Eddie Cantor was once among the most popular performers in the United States. He was influential and innovative on stage, radio, and film from the early twentieth century though the early 1960s. He is not widely known today, however, despite his importance in his time. In a new biography, David Weinstein
discusses Cantor, his work, his times, and his politics. The Eddie Cantor Story: A Jewish Life in Performance and Politics
(Brandeis University Press, 2017) explains the many ways Cantor's work was representative of the period, but also the ways he pushed the boundaries of entertainment during his career. Cantor was Jewish and unlike many of his Jewish contemporaries in the business, he did not hide or shy away from his background either in performance or in politics.
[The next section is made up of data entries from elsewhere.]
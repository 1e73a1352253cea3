//! Glob expansion and file reads.
//!
//! Output order is deterministic: patterns in argument order, matches within
//! a pattern in the alphabetical order `glob` yields, and each path only at
//! its first position. Directories, vanished paths and invalid patterns are
//! dropped without failing the run.

use std::collections::HashSet;
use std::path::{Path, PathBuf};

use tracing::{debug, warn};

use crate::core::unit::InputUnit;
use crate::error::{Error, Result};

/// Expand glob patterns into a deduplicated list of paths.
///
/// `**` matches any number of directory levels. A pattern without wildcards
/// yields itself when the path exists.
pub fn expand<S: AsRef<str>>(patterns: &[S]) -> Vec<PathBuf> {
    let mut seen = HashSet::new();
    let mut paths = Vec::new();

    for pattern in patterns {
        let pattern = pattern.as_ref();
        let entries = match glob::glob(pattern) {
            Ok(entries) => entries,
            Err(e) => {
                warn!(pattern, error = %e, "skipping invalid pattern");
                continue;
            }
        };

        for entry in entries {
            match entry {
                Ok(path) => {
                    if seen.insert(path.clone()) {
                        paths.push(path);
                    }
                }
                Err(e) => debug!(path = %e.path().display(), error = %e.error(), "unreadable entry"),
            }
        }
    }

    debug!(patterns = patterns.len(), matches = paths.len(), "expanded patterns");
    paths
}

/// Expand patterns and keep only existing non-directory paths.
///
/// Symlinks are followed; a symlink to a regular file is kept.
pub fn files<S: AsRef<str>>(patterns: &[S]) -> Vec<PathBuf> {
    expand(patterns).into_iter().filter(|p| is_file(p)).collect()
}

fn is_file(path: &Path) -> bool {
    match std::fs::metadata(path) {
        Ok(meta) if meta.is_dir() => {
            debug!(path = %path.display(), "skipping directory");
            false
        }
        Ok(_) => true,
        Err(e) => {
            debug!(path = %path.display(), error = %e, "skipping unreadable path");
            false
        }
    }
}

/// Read a whole file into a unit labelled with its path.
///
/// # Errors
///
/// Returns `Error::ReadFile` with the path if the read fails.
pub fn read(path: &Path) -> Result<InputUnit> {
    let payload = std::fs::read(path).map_err(|source| Error::ReadFile {
        path: path.to_path_buf(),
        source,
    })?;
    debug!(path = %path.display(), bytes = payload.len(), "read file");
    Ok(InputUnit::new(path.display().to_string(), payload))
}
In this episode of New Books in History, Weinstein discusses his biography of Cantor. He talks about Cantor's career and his anti-Nazi activism and the importance of his Jewish heritage is shaping his career and political activism. Weinstein also discusses some of the more contradictory aspects of Cantor's career, particularly his use of blackface.
Christine Lamberson is an Assistant Professor of History at Angelo State University. Her research and teaching focuses on 20th-century U.S. political and cultural history. She's currently working on a book manuscript about the role of violence in shaping U.S. political culture in the 1960s and 1970s. She can be reached at firstname.lastname@example.org.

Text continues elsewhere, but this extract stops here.